Streamlit Viewer — Audience Segmentation Tool.
Launch with:
streamlit run app.py
This app provides an interactive interface for exploring segmentation
results. It can either load pre-computed results from the results/
directory or run the pipeline on-the-fly from the Streamlit UI.
Sections:
1. Cluster scatter plot (interactive Plotly)

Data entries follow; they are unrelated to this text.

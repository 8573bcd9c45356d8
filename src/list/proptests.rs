use super::List;
use proptest::prelude::*;
use proptest::test_runner::Config;
use proptest_state_machine::{ReferenceStateMachine, StateMachineTest};

proptest_state_machine::prop_state_machine! {
    #![proptest_config(Config {
        // Shrunk sequences are reported inline; no regression file.
        failure_persistence: None,
        .. Config::default()
    })]

    #[test]
    fn list_behaves_like_vec(sequential 50..300 => List<u32>);
}

/// The possible transitions of the state machine.
///
/// Index and range arguments are generated as free integers and reduced
/// modulo the current length on application, identically on the model and
/// on the list, so every generated transition is applicable to any state.
#[derive(Clone, Debug)]
pub enum Transition {
    PushFront(u32),
    PushBack(u32),
    PopFront,
    PopBack,
    Insert(usize, u32),
    Remove(usize),
    SplitOff(usize),
    SpliceAt(usize, Vec<u32>),
    Drain(usize, usize),
    Assign(Vec<u32>),
    Sort,
    Reverse,
    Dedup,
    Clear,
}

/// Reduce a free position to a valid one, `0..=len`.
fn position(raw: usize, len: usize) -> usize {
    raw % (len + 1)
}

/// Reduce a free pair to a valid index range within `0..=len`.
fn range(raw_start: usize, raw_len: usize, len: usize) -> (usize, usize) {
    let start = raw_start % (len + 1);
    let end = start + raw_len % (len - start + 1);
    (start, end)
}

pub struct ListStateMachine;

impl ReferenceStateMachine for ListStateMachine {
    type State = Vec<u32>;
    type Transition = Transition;

    fn init_state() -> BoxedStrategy<Self::State> {
        Just(Vec::new()).boxed()
    }

    fn transitions(_state: &Self::State) -> BoxedStrategy<Self::Transition> {
        let items = proptest::collection::vec(any::<u32>(), 0..8);
        prop_oneof![
            3 => any::<u32>().prop_map(Transition::PushFront),
            3 => any::<u32>().prop_map(Transition::PushBack),
            2 => Just(Transition::PopFront),
            2 => Just(Transition::PopBack),
            2 => (any::<usize>(), any::<u32>()).prop_map(|(at, v)| Transition::Insert(at, v)),
            2 => any::<usize>().prop_map(Transition::Remove),
            1 => any::<usize>().prop_map(Transition::SplitOff),
            1 => (any::<usize>(), items.clone()).prop_map(|(at, vs)| Transition::SpliceAt(at, vs)),
            1 => (any::<usize>(), any::<usize>()).prop_map(|(a, b)| Transition::Drain(a, b)),
            1 => items.prop_map(Transition::Assign),
            1 => Just(Transition::Sort),
            1 => Just(Transition::Reverse),
            1 => Just(Transition::Dedup),
            1 => Just(Transition::Clear),
        ]
        .boxed()
    }

    fn apply(mut state: Self::State, transition: &Self::Transition) -> Self::State {
        match transition {
            Transition::PushFront(value) => state.insert(0, *value),
            Transition::PushBack(value) => state.push(*value),
            Transition::PopFront => {
                if !state.is_empty() {
                    state.remove(0);
                }
            }
            Transition::PopBack => {
                state.pop();
            }
            Transition::Insert(at, value) => {
                let at = position(*at, state.len());
                state.insert(at, *value);
            }
            Transition::Remove(at) => {
                if !state.is_empty() {
                    let at = *at % state.len();
                    state.remove(at);
                }
            }
            Transition::SplitOff(at) => {
                let at = position(*at, state.len());
                state.truncate(at);
            }
            Transition::SpliceAt(at, items) => {
                let at = position(*at, state.len());
                state.splice(at..at, items.iter().copied());
            }
            Transition::Drain(a, b) => {
                let (start, end) = range(*a, *b, state.len());
                state.drain(start..end);
            }
            Transition::Assign(items) => {
                state.clear();
                state.extend(items.iter().copied());
            }
            Transition::Sort => state.sort(),
            Transition::Reverse => state.reverse(),
            Transition::Dedup => state.dedup(),
            Transition::Clear => state.clear(),
        }
        state
    }
}

impl StateMachineTest for List<u32> {
    type SystemUnderTest = Self;
    type Reference = ListStateMachine;

    fn init_test(
        _ref_state: &<Self::Reference as ReferenceStateMachine>::State,
    ) -> Self::SystemUnderTest {
        List::new()
    }

    fn apply(
        mut state: Self::SystemUnderTest,
        _ref_state: &<Self::Reference as ReferenceStateMachine>::State,
        transition: Transition,
    ) -> Self::SystemUnderTest {
        match transition {
            Transition::PushFront(value) => state.push_front(value),
            Transition::PushBack(value) => state.push_back(value),
            Transition::PopFront => {
                state.pop_front();
            }
            Transition::PopBack => {
                state.pop_back();
            }
            Transition::Insert(at, value) => {
                let at = position(at, state.len());
                state.insert(at, value);
            }
            Transition::Remove(at) => {
                if !state.is_empty() {
                    let at = at % state.len();
                    state.remove(at);
                }
            }
            Transition::SplitOff(at) => {
                let at = position(at, state.len());
                drop(state.split_off(at));
            }
            Transition::SpliceAt(at, items) => {
                let at = position(at, state.len());
                state.splice_at(at, List::from_iter(items));
            }
            Transition::Drain(a, b) => {
                let (start, end) = range(a, b, state.len());
                state.drain(start..end);
            }
            Transition::Assign(items) => state.assign(items),
            Transition::Sort => state.sort(),
            Transition::Reverse => state.reverse(),
            Transition::Dedup => state.dedup(),
            Transition::Clear => state.clear(),
        }
        state
    }

    fn check_invariants(
        state: &Self::SystemUnderTest,
        ref_state: &<Self::Reference as ReferenceStateMachine>::State,
    ) {
        assert_eq!(state.len(), ref_state.len());
        assert!(state.iter().eq(ref_state.iter()));
        // the chain must read the same backwards
        assert!(state.iter().rev().eq(ref_state.iter().rev()));
    }
}

proptest! {
    #[test]
    fn sort_matches_vec(values in proptest::collection::vec(any::<i32>(), 0..64)) {
        let mut list = List::from_iter(values.iter().copied());
        let mut expected = values;
        list.sort();
        expected.sort();
        prop_assert_eq!(list.into_vec(), expected);
    }

    #[test]
    fn merge_of_sorted_inputs_is_sorted(
        a in proptest::collection::vec(any::<i32>(), 0..32),
        b in proptest::collection::vec(any::<i32>(), 0..32),
    ) {
        let (mut a, mut b) = (a, b);
        a.sort();
        b.sort();
        let mut list = List::from_iter(a.iter().copied());
        let mut other = List::from_iter(b.iter().copied());
        list.merge(&mut other);
        prop_assert!(other.is_empty());

        let mut expected = a;
        expected.extend(b);
        expected.sort();
        prop_assert_eq!(list.into_vec(), expected);
    }

    #[test]
    fn reverse_is_an_involution(values in proptest::collection::vec(any::<i32>(), 0..32)) {
        let mut list = List::from_iter(values.iter().copied());
        list.reverse();
        prop_assert!(list.iter().eq(values.iter().rev()));
        list.reverse();
        prop_assert_eq!(list.into_vec(), values);
    }

    #[test]
    fn dedup_matches_vec(values in proptest::collection::vec(0u8..4, 0..32)) {
        let mut list = List::from_iter(values.iter().copied());
        let mut expected = values;
        list.dedup();
        expected.dedup();
        prop_assert_eq!(list.into_vec(), expected);
    }
}
use crate::list::{connect, Node};
use crate::List;
use std::ptr::NonNull;

const INSERTION_SORT_THRESHOLD: usize = 8;

/// Stable in-place merge sort over the node links.
///
/// Elements never move; runs of nodes are relinked instead. Short ranges
/// fall back to an insertion sort, which is faster there and gives the
/// recursion a cheap base case.
pub(crate) fn merge_sort<T, F>(list: &mut List<T>, mut less: F)
where
    F: FnMut(&T, &T) -> bool,
{
    if list.len() < 2 {
        return;
    }
    let (start, end) = (list.front_node(), list.tail_node());
    if list.len() <= INSERTION_SORT_THRESHOLD {
        // SAFETY: `start..end` is the whole non-empty range of live nodes.
        unsafe { insertion_sort_range(start, end, &mut less) };
    } else {
        // SAFETY: as above, and `list.len()` is exactly the node count of
        // the range.
        unsafe { merge_sort_range(start, end, list.len(), &mut less) };
    }
}

/// Walk `n` nodes forward from `node`.
unsafe fn nth_node<T>(mut node: NonNull<Node<T>>, n: usize) -> NonNull<Node<T>> {
    for _ in 0..n {
        node = node.as_ref().next;
    }
    node
}

/// Sort the range `start..end` of exactly `len` nodes and return its new
/// first node. `end` is the node after the range and never moves.
unsafe fn merge_sort_range<T, F>(
    start: NonNull<Node<T>>,
    end: NonNull<Node<T>>,
    len: usize,
    less: &mut F,
) -> NonNull<Node<T>>
where
    F: FnMut(&T, &T) -> bool,
{
    if len <= INSERTION_SORT_THRESHOLD {
        return insertion_sort_range(start, end, less);
    }
    // The node count is known, so the midpoint is reached by walking
    // `len / 2` links instead of scanning the whole range twice.
    let half = len / 2;
    let mid = nth_node(start, half);
    // Sorting a half relinks only its own nodes, so `mid` keeps being the
    // boundary between the two halves.
    let start = merge_sort_range(start, mid, half, less);
    let mid = merge_sort_range(mid, end, len - half, less);
    merge_range(start, mid, end, less)
}

/// Merge the sorted ranges `start..mid` and `mid..end` in place and
/// return the first node of the merged range.
unsafe fn merge_range<T, F>(
    mut start: NonNull<Node<T>>,
    mid: NonNull<Node<T>>,
    end: NonNull<Node<T>>,
    less: &mut F,
) -> NonNull<Node<T>>
where
    F: FnMut(&T, &T) -> bool,
{
    // `start..mid` plays the role of the merged range, `mid..end` the
    // role of the source range. Source nodes move over in maximal runs.
    let merged_back = mid.as_ref().prev;
    let (mut dst, mut src) = (start, mid);
    // Once the first source element no longer sorts before the last
    // merged element, the two ranges are already in order.
    while src != end && less(&src.as_ref().element, &merged_back.as_ref().element) {
        // Find the first merged node that the source element sorts before.
        while dst != src && !less(&src.as_ref().element, &dst.as_ref().element) {
            dst = dst.as_ref().next;
        }
        if dst == src {
            break;
        }
        // Extend the source run while it keeps sorting before `*dst`,
        // then relink the whole run at once.
        let mut run_end = src.as_ref().next;
        while run_end != end && less(&run_end.as_ref().element, &dst.as_ref().element) {
            run_end = run_end.as_ref().next;
        }
        if dst == start {
            start = src;
        }
        move_nodes(src, run_end.as_ref().prev, dst);
        src = run_end;
    }
    start
}

/// Insertion-sort the range `start..end` and return its new first node.
unsafe fn insertion_sort_range<T, F>(
    mut start: NonNull<Node<T>>,
    end: NonNull<Node<T>>,
    less: &mut F,
) -> NonNull<Node<T>>
where
    F: FnMut(&T, &T) -> bool,
{
    let mut last_sorted = start;
    let mut unsorted = start.as_ref().next;
    while unsorted != end {
        let next = unsorted.as_ref().next;
        if !less(&unsorted.as_ref().element, &last_sorted.as_ref().element) {
            // Already in order; the sorted range grows by one for free.
            last_sorted = unsorted;
        } else {
            // Find the first sorted node that the element sorts before.
            // The scan is bounded by `unsorted` in case an inconsistent
            // comparator contradicts the check above; the node is then
            // left in place rather than relinked onto itself.
            let mut position = start;
            while position != unsorted
                && !less(&unsorted.as_ref().element, &position.as_ref().element)
            {
                position = position.as_ref().next;
            }
            if position == unsorted {
                last_sorted = unsorted;
            } else {
                if position == start {
                    start = unsorted;
                }
                move_node(unsorted, position);
            }
        }
        unsorted = next;
    }
    start
}

/// Relink the single node `from` to the position before `to`.
unsafe fn move_node<T>(from: NonNull<Node<T>>, to: NonNull<Node<T>>) {
    move_nodes(from, from, to);
}

/// Relink the chain `front..=back` to the position before `to`.
///
/// The chain must be non-empty and contiguous, and must not contain `to`.
unsafe fn move_nodes<T>(front: NonNull<Node<T>>, back: NonNull<Node<T>>, to: NonNull<Node<T>>) {
    connect(front.as_ref().prev, back.as_ref().next);
    connect(to.as_ref().prev, front);
    connect(back, to);
}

2. Segment profile cards with key metrics
3. Company explorer — filter by cluster to see member companies
4. Outreach Strategy — AI-generated talking points per segment
"""
from __future__ import annotations
import json
import sys
from pathlib import Path
import pandas as pd
import plotly.express as px
import streamlit as st
# ---------------------------------------------------------------------------
# Ensure the project root is importable
# ---------------------------------------------------------------------------
PROJECT_ROOT = Path(__file__).resolve().parent
if str(PROJECT_ROOT) not in sys.path:
sys.path.insert(0, str(PROJECT_ROOT))
# ---------------------------------------------------------------------------
# Page configuration — must be the first Streamlit command
# ---------------------------------------------------------------------------
st.set_page_config(
page_title="Audience Segmentation Tool",
page_icon="📊",
layout="wide",
initial_sidebar_state="expanded",
)
# ---------------------------------------------------------------------------
# Constants
# ---------------------------------------------------------------------------
RESULTS_DIR = PROJECT_ROOT / "results"
SEGMENTS_CSV = RESULTS_DIR / "segments.csv"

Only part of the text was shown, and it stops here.